On December 21, 1973, Mary McDonald died. H. P. McDonald continued in possession until April or May. McDonald made only two monthly payments subsequent to his wife's death. The house was abandoned by McDonald and, subsequently, he executed a quitclaim deed in the property to Newton. At the time McDonald abandoned and quitclaimed the property, he was in arrears some sixteen payments.

Doris Rogers and Lilian Price are sisters of the deceased, Mary McDonald. Their rights in the property are based upon their status as heirs to Mary McDonald's estate. Testimony was offered by these sisters that, after Mary's death, they attempted to protect whatever interest they might have in the property.

It is the contention of the sisters that Newton, by accepting payments after giving the McDonalds notification of his intention to rescind, waived his rights to rescind the contract. Furthermore, they contend that Newton did not give proper notice to them as heirs of Mary McDonald.
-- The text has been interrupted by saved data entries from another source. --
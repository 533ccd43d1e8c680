//! Cache (`spec.md` §4.1).
//!
//! A keyed, TTL'd, in-memory store for recent-event snapshots and LLM
//! results. Follows the same shape as
//! `extraction::stores::memory::MemoryStore`: a `std::sync::RwLock`
//! over a `HashMap`, safe to share behind an `Arc` across the worker
//! pool. The cache is advisory — every caller must tolerate a miss and
//! must not rely on it for correctness (`spec.md` §4.1, §5). A remote
//! keyed store (Redis, as the original Python service used) would
//! satisfy the same trait-free contract; this crate only ships the
//! in-memory implementation the spec calls for.

use serde::de::DeserializeOwned;
use serde::Serialize;
use std::collections::HashMap;
use std::sync::RwLock;
use std::time::{Duration, Instant};

/// TTL for `recent_events:<days>` entries.
pub const RECENT_EVENTS_TTL: Duration = Duration::from_secs(60 * 60);

/// TTL for `llm_result:<hash>` entries.
pub const LLM_RESULT_TTL: Duration = Duration::from_secs(2 * 60 * 60);

pub fn recent_events_key(days: u32) -> String {
    format!("recent_events:{days}")
}

pub fn llm_result_key(news_id_hash: &str) -> String {
    format!("llm_result:{news_id_hash}")
}

struct Entry {
    value: serde_json::Value,
    expires_at: Instant,
}

/// In-memory key -> (value, expires_at) store with lazy eviction.
pub struct Cache {
    entries: RwLock<HashMap<String, Entry>>,
}

impl Default for Cache {
    fn default() -> Self {
        Self::new()
    }
}

impl Cache {
    pub fn new() -> Self {
        Self {
            entries: RwLock::new(HashMap::new()),
        }
    }

    /// Store `value` under `key` with the given time-to-live.
    pub fn set<T: Serialize>(&self, key: &str, value: &T, ttl: Duration) {
        let Ok(json) = serde_json::to_value(value) else {
            tracing::warn!(key, "cache value failed to serialize, skipping set");
            return;
        };
        self.entries.write().unwrap().insert(
            key.to_string(),
            Entry {
                value: json,
                expires_at: Instant::now() + ttl,
            },
        );
    }

    /// Fetch and deserialize the value at `key`. Expired entries are
    /// evicted on access and treated as absent.
    pub fn get<T: DeserializeOwned>(&self, key: &str) -> Option<T> {
        let now = Instant::now();
        {
            let entries = self.entries.read().unwrap();
            match entries.get(key) {
                Some(entry) if entry.expires_at > now => {
                    return serde_json::from_value(entry.value.clone()).ok();
                }
                Some(_) => { /* expired: fall through to evict below */ }
                None => return None,
            }
        }
        self.entries.write().unwrap().remove(key);
        None
    }

    pub fn delete(&self, key: &str) {
        self.entries.write().unwrap().remove(key);
    }

    /// Delete every key starting with `prefix`.
    pub fn clear_prefix(&self, prefix: &str) {
        self.entries
            .write()
            .unwrap()
            .retain(|k, _| !k.starts_with(prefix));
    }

    /// Number of live (possibly-expired-but-not-yet-evicted) entries.
    /// Test/diagnostic helper, not part of the cache contract.
    pub fn len(&self) -> usize {
        self.entries.read().unwrap().len()
    }

    pub fn is_empty(&self) -> bool {
        self.len() == 0
    }
}

#[cfg(test)]
mod tests {
    use super::*;

    #[test]
    fn set_then_get_round_trips() {
        let cache = Cache::new();
        cache.set("k", &42u32, Duration::from_secs(60));
        assert_eq!(cache.get::<u32>("k"), Some(42));
    }

    #[test]
    fn missing_key_is_none() {
        let cache = Cache::new();
        assert_eq!(cache.get::<u32>("absent"), None);
    }

    #[test]
    fn expired_entry_is_evicted_lazily() {
        let cache = Cache::new();
        cache.set("k", &"v".to_string(), Duration::from_millis(1));
        std::thread::sleep(Duration::from_millis(20));
        assert_eq!(cache.get::<String>("k"), None);
        assert!(cache.is_empty());
    }

    #[test]
    fn delete_removes_key() {
        let cache = Cache::new();
        cache.set("k", &1u32, Duration::from_secs(60));
        cache.delete("k");
        assert_eq!(cache.get::<u32>("k"), None);
    }

    #[test]
    fn clear_prefix_removes_matching_keys_only() {
        let cache = Cache::new();
        cache.set(&recent_events_key(7), &"a".to_string(), RECENT_EVENTS_TTL);
        cache.set(&llm_result_key("abc"), &"b".to_string(), LLM_RESULT_TTL);
        cache.clear_prefix("recent_events:");
        assert_eq!(cache.get::<String>(&recent_events_key(7)), None);
        assert_eq!(
            cache.get::<String>(&llm_result_key("abc")),
            Some("b".to_string())
        );
    }
}
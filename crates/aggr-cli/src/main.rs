//! Operator entry point. Wires a database pool, an LLM dispatcher, and
//! the two engines together; either runs them on the scheduler's
//! cadences (`serve`) or drives the Merge Engine directly from the
//! command line (`merge`) (`spec.md` §6).

mod config;

use std::process::ExitCode;
use std::sync::Arc;
use std::time::Duration;

use anyhow::{Context, Result};
use clap::{Parser, Subcommand};
use tracing_subscriber::{layer::SubscriberExt, util::SubscriberInitExt};

use aggr_engine::{AggregationEngine, AggregationEngineConfig, MergeEngine, MergeEngineConfig};
use aggr_llm::{Dispatcher, OpenAiClient};
use aggr_scheduler::{cadence, Scheduler};
use aggr_store_postgres::PostgresStore;
use config::Config;

#[derive(Parser)]
#[command(name = "aggr", about = "Hot-news event aggregation and merge pipeline")]
struct Cli {
    #[command(subcommand)]
    command: Command,
}

#[derive(Subcommand)]
enum Command {
    /// Start the scheduler and keep running until signalled.
    Serve,
    /// Drive the Merge Engine directly, bypassing the scheduler.
    Merge {
        #[command(subcommand)]
        mode: MergeMode,
    },
}

#[derive(Subcommand)]
enum MergeMode {
    /// Same algorithm as the scheduled daily run, invoked on demand.
    Incremental,
    /// Same algorithm as `incremental`; named separately so the daily
    /// scheduled job and the ad hoc operator command read distinctly
    /// in logs and shell history.
    Daily,
    /// Like `incremental`, but overriding the recent-event window and
    /// confidence threshold for one run.
    Custom {
        #[arg(long)]
        recent_event_limit: Option<usize>,
        #[arg(long)]
        confidence_threshold: Option<f32>,
    },
    /// Skip the LLM; merge the given event ids directly, `event_ids[0]`
    /// as primary.
    Manual {
        #[arg(value_delimiter = ',')]
        event_ids: Vec<i64>,
    },
}

#[tokio::main]
async fn main() -> Result<ExitCode> {
    tracing_subscriber::registry()
        .with(
            tracing_subscriber::EnvFilter::try_from_default_env()
                .unwrap_or_else(|_| "info,aggr_engine=debug,sqlx=warn".into()),
        )
        .with(tracing_subscriber::fmt::layer())
        .init();

    let cli = Cli::parse();
    let config = Config::from_env().context("failed to load configuration")?;

    match cli.command {
        Command::Serve => {
            serve(config).await?;
            Ok(ExitCode::SUCCESS)
        }
        Command::Merge { mode } => run_merge(config, mode).await,
    }
}

async fn serve(config: Config) -> Result<()> {
    tracing::info!("connecting to database");
    let store = Arc::new(
        PostgresStore::new(&config.database_url)
            .await
            .context("failed to connect to database")?,
    );
    tracing::info!("database connected, migrations applied");

    let aggregation_dispatcher = Arc::new(Dispatcher::new(
        OpenAiClient::new(config.openai_api_key.clone()),
        config.dispatcher_config(),
    ));
    let merge_dispatcher = Arc::new(Dispatcher::new(
        OpenAiClient::new(config.openai_api_key.clone()),
        config.merge_dispatcher_config(),
    ));
    let context_cache = Arc::new(aggr_cache::Cache::new());

    let mut scheduler = Scheduler::new().await.context("failed to start scheduler")?;

    {
        let store = Arc::clone(&store);
        let dispatcher = Arc::clone(&aggregation_dispatcher);
        let cache = Arc::clone(&context_cache);
        let engine_config = AggregationEngineConfig {
            context_event_limit: config.recent_events_count,
            excluded_news_types: config.excluded_news_types.clone(),
            ..AggregationEngineConfig::default()
        };
        scheduler
            .register(
                "aggregation-incremental",
                cadence::AGGREGATION,
                Duration::from_secs(15 * 60),
                Arc::new(move || {
                    let store = Arc::clone(&store);
                    let dispatcher = Arc::clone(&dispatcher);
                    let cache = Arc::clone(&cache);
                    let engine_config = engine_config.clone();
                    Box::pin(async move {
                        let engine =
                            AggregationEngine::new(&*store, &dispatcher, &cache, engine_config);
                        let summary = engine.run(None).await.map_err(|e| e.to_string())?;
                        serde_json::to_value(summary).map_err(|e| e.to_string())
                    })
                }),
            )
            .await
            .context("failed to register aggregation job")?;
    }

    {
        let store = Arc::clone(&store);
        let dispatcher = Arc::clone(&merge_dispatcher);
        let engine_config = MergeEngineConfig {
            recent_event_limit: config.event_combine_count,
            confidence_threshold: config.event_combine_confidence_threshold,
        };
        scheduler
            .register(
                "merge-daily",
                cadence::MERGE,
                Duration::from_secs(30 * 60),
                Arc::new(move || {
                    let store = Arc::clone(&store);
                    let dispatcher = Arc::clone(&dispatcher);
                    let engine_config = engine_config.clone();
                    Box::pin(async move {
                        let engine = MergeEngine::new(&*store, &dispatcher, engine_config);
                        let summary = engine.run().await.map_err(|e| e.to_string())?;
                        serde_json::to_value(summary).map_err(|e| e.to_string())
                    })
                }),
            )
            .await
            .context("failed to register merge job")?;
    }

    scheduler.start().await.context("failed to start scheduler")?;
    tracing::info!("scheduler running");

    tokio::signal::ctrl_c().await.context("failed to listen for ctrl-c")?;
    tracing::info!("shutting down");
    scheduler.shutdown().await.context("scheduler shutdown failed")?;
    Ok(())
}

async fn run_merge(config: Config, mode: MergeMode) -> Result<ExitCode> {
    let store = PostgresStore::new(&config.database_url)
        .await
        .context("failed to connect to database")?;
    let client = OpenAiClient::new(config.openai_api_key.clone());
    let dispatcher = Dispatcher::new(client, config.merge_dispatcher_config());

    match mode {
        MergeMode::Incremental | MergeMode::Daily => {
            let engine_config = MergeEngineConfig {
                recent_event_limit: config.event_combine_count,
                confidence_threshold: config.event_combine_confidence_threshold,
            };
            let engine = MergeEngine::new(&store, &dispatcher, engine_config);
            report_merge_run(engine.run().await)
        }
        MergeMode::Custom {
            recent_event_limit,
            confidence_threshold,
        } => {
            let mut engine_config = MergeEngineConfig {
                recent_event_limit: config.event_combine_count,
                confidence_threshold: config.event_combine_confidence_threshold,
            };
            if let Some(limit) = recent_event_limit {
                engine_config.recent_event_limit = limit;
            }
            if let Some(threshold) = confidence_threshold {
                engine_config.confidence_threshold = threshold;
            }
            let engine = MergeEngine::new(&store, &dispatcher, engine_config);
            report_merge_run(engine.run().await)
        }
        MergeMode::Manual { event_ids } => {
            if event_ids.len() < 2 {
                println!("need at least two event ids to merge, got {}", event_ids.len());
                return Ok(ExitCode::SUCCESS);
            }
            let engine_config = MergeEngineConfig::default();
            let engine = MergeEngine::new(&store, &dispatcher, engine_config);
            match engine.manual_merge(event_ids).await {
                Ok(primary) => {
                    println!("merged into event {}", primary.id);
                    Ok(ExitCode::SUCCESS)
                }
                Err(e) => {
                    eprintln!("manual merge failed: {e}");
                    Ok(ExitCode::FAILURE)
                }
            }
        }
    }
}

fn report_merge_run(result: aggr_domain::Result<aggr_domain::MergeRunSummary>) -> Result<ExitCode> {
    match result {
        Ok(summary) if summary.suggestions_count == 0 => {
            println!("nothing to merge this run");
            Ok(ExitCode::SUCCESS)
        }
        Ok(summary) => {
            println!(
                "{} suggestion(s), {} merged, {} failed",
                summary.suggestions_count, summary.merged_count, summary.failed_count
            );
            if summary.failed_count > 0 {
                for failed in &summary.failed_merges {
                    eprintln!("  merge of {:?} failed: {}", failed.events_to_merge, failed.reason);
                }
                Ok(ExitCode::FAILURE)
            } else {
                Ok(ExitCode::SUCCESS)
            }
        }
        Err(e) => {
            eprintln!("merge run failed: {e}");
            Ok(ExitCode::FAILURE)
        }
    }
}
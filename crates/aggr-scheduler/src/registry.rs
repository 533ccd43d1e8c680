//! Per-job run bookkeeping: last status, last error, and the
//! single-flight guard that keeps two fires of the same job from
//! running concurrently (`spec.md` §4.7).

use std::collections::HashMap;
use std::sync::atomic::{AtomicBool, Ordering};
use std::sync::{Arc, Mutex};
use std::time::{Duration, Instant};

use chrono::{DateTime, Utc};
use serde::Serialize;

#[derive(Debug, Clone, Copy, PartialEq, Eq, Serialize)]
#[serde(rename_all = "snake_case")]
pub enum JobRunStatus {
    Success,
    Failed,
}

/// Snapshot of a job's most recent fire, for status reporting.
#[derive(Debug, Clone, Default, Serialize)]
pub struct JobRecord {
    pub last_started_at: Option<DateTime<Utc>>,
    pub last_finished_at: Option<DateTime<Utc>>,
    pub last_status: Option<JobRunStatus>,
    pub last_error: Option<String>,
    pub last_summary: Option<serde_json::Value>,
    pub skipped_overlap_count: u64,
}

struct Slot {
    record: JobRecord,
    running: Arc<AtomicBool>,
    running_since: Option<Instant>,
    misfire_grace: Duration,
}

/// A single-flight guard acquired before a job body runs; dropping it
/// (including on panic unwind) releases the slot for the next fire.
pub struct RunGuard {
    running: Arc<AtomicBool>,
}

impl Drop for RunGuard {
    fn drop(&mut self) {
        self.running.store(false, Ordering::SeqCst);
    }
}

/// Shared registry of job slots, cheap to clone (`Arc` inside) so every
/// scheduled closure can hold its own handle.
#[derive(Clone, Default)]
pub struct JobRegistry {
    slots: Arc<Mutex<HashMap<String, Slot>>>,
}

impl JobRegistry {
    pub fn new() -> Self {
        Self::default()
    }

    pub fn declare(&self, name: &str, misfire_grace: Duration) {
        let mut slots = self.slots.lock().unwrap();
        slots.entry(name.to_string()).or_insert_with(|| Slot {
            record: JobRecord::default(),
            running: Arc::new(AtomicBool::new(false)),
            running_since: None,
            misfire_grace,
        });
    }

    /// Try to acquire the single-flight slot for `name`. Returns `None`
    /// (and records the skip) if a prior fire is still in flight; logs
    /// at warn level when that prior fire has already exceeded its
    /// misfire grace window, since that means the cadence itself may be
    /// too aggressive for how long the job actually takes.
    pub fn try_acquire(&self, name: &str) -> Option<RunGuard> {
        let mut slots = self.slots.lock().unwrap();
        let slot = slots.get_mut(name)?;

        if slot.running.swap(true, Ordering::SeqCst) {
            slot.record.skipped_overlap_count += 1;
            let overrun = slot
                .running_since
                .map(|since| since.elapsed() > slot.misfire_grace)
                .unwrap_or(false);
            if overrun {
                tracing::warn!(job = name, "prior run exceeded misfire grace window, still in flight");
            } else {
                tracing::debug!(job = name, "skipping fire, prior run still in flight");
            }
            return None;
        }

        slot.running_since = Some(Instant::now());
        slot.record.last_started_at = Some(Utc::now());
        Some(RunGuard {
            running: Arc::clone(&slot.running),
        })
    }

    pub fn record_finish(
        &self,
        name: &str,
        status: JobRunStatus,
        summary: Option<serde_json::Value>,
        error: Option<String>,
    ) {
        let mut slots = self.slots.lock().unwrap();
        if let Some(slot) = slots.get_mut(name) {
            slot.running_since = None;
            slot.record.last_finished_at = Some(Utc::now());
            slot.record.last_status = Some(status);
            slot.record.last_summary = summary;
            slot.record.last_error = error;
        }
    }

    pub fn snapshot(&self, name: &str) -> Option<JobRecord> {
        self.slots.lock().unwrap().get(name).map(|s| s.record.clone())
    }

    pub fn snapshot_all(&self) -> HashMap<String, JobRecord> {
        self.slots
            .lock()
            .unwrap()
            .iter()
            .map(|(name, slot)| (name.clone(), slot.record.clone()))
            .collect()
    }
}

#[cfg(test)]
mod tests {
    use super::*;

    #[test]
    fn second_acquire_while_running_is_rejected() {
        let registry = JobRegistry::new();
        registry.declare("job", Duration::from_secs(60));

        let guard = registry.try_acquire("job").expect("first acquire succeeds");
        assert!(registry.try_acquire("job").is_none());

        drop(guard);
        assert!(registry.try_acquire("job").is_some());
    }

    #[test]
    fn finish_records_status_and_summary() {
        let registry = JobRegistry::new();
        registry.declare("job", Duration::from_secs(60));
        let _guard = registry.try_acquire("job").unwrap();

        registry.record_finish(
            "job",
            JobRunStatus::Success,
            Some(serde_json::json!({"processed": 3})),
            None,
        );

        let record = registry.snapshot("job").unwrap();
        assert_eq!(record.last_status, Some(JobRunStatus::Success));
        assert_eq!(record.last_summary, Some(serde_json::json!({"processed": 3})));
    }

    #[test]
    fn skipped_overlap_is_counted() {
        let registry = JobRegistry::new();
        registry.declare("job", Duration::from_secs(60));
        let _guard = registry.try_acquire("job").unwrap();
        assert!(registry.try_acquire("job").is_none());

        let record = registry.snapshot("job").unwrap();
        assert_eq!(record.skipped_overlap_count, 1);
    }
}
It is established Alabama law that receipt of money from a vendee by the vendor for the sale of real property is a renewal of the contract as to any past grounds of forfeiture. Nichols v. Graham, 265 Ala. 412, 91 So. 2d 826 (1956). Appellants, however, urge this Court to adopt the application of this rule to subsequent defaulting acts by a vendee. This we cannot do for it would penalize the goodhearted vendor for allowing a defaulting vendee to make up his previous defaults. The mere fact that a seller has permitted the curing of previous defaults is not an end unto itself to cure future defaults of the same nature. Nelson v. Sanders, 123 Ala. 615, 26 So. 518 (1898).

The trial Court, hearing the evidence ore tenus, concluded that proper notice had been given to all parties concerned. We find ample evidence in the record to support this finding. Thus, under the rule of ore tenus, we are constrained from reviewing this finding. The conclusion of the trial Court in its findings of fact, unless unsupported by any competent evidence, or unless plainly and palpably wrong or manifestly unjust, must not be disturbed on appeal. Patronas v. West Dauphin Corporation, 280 Ala. 442, 194 So. 2d 845 (1967). The holding of the trial Court is affirmed.

AFFIRMED.

HEFLIN, C. J., and BLOODWORTH, ALMON and EMBRY, JJ., concur.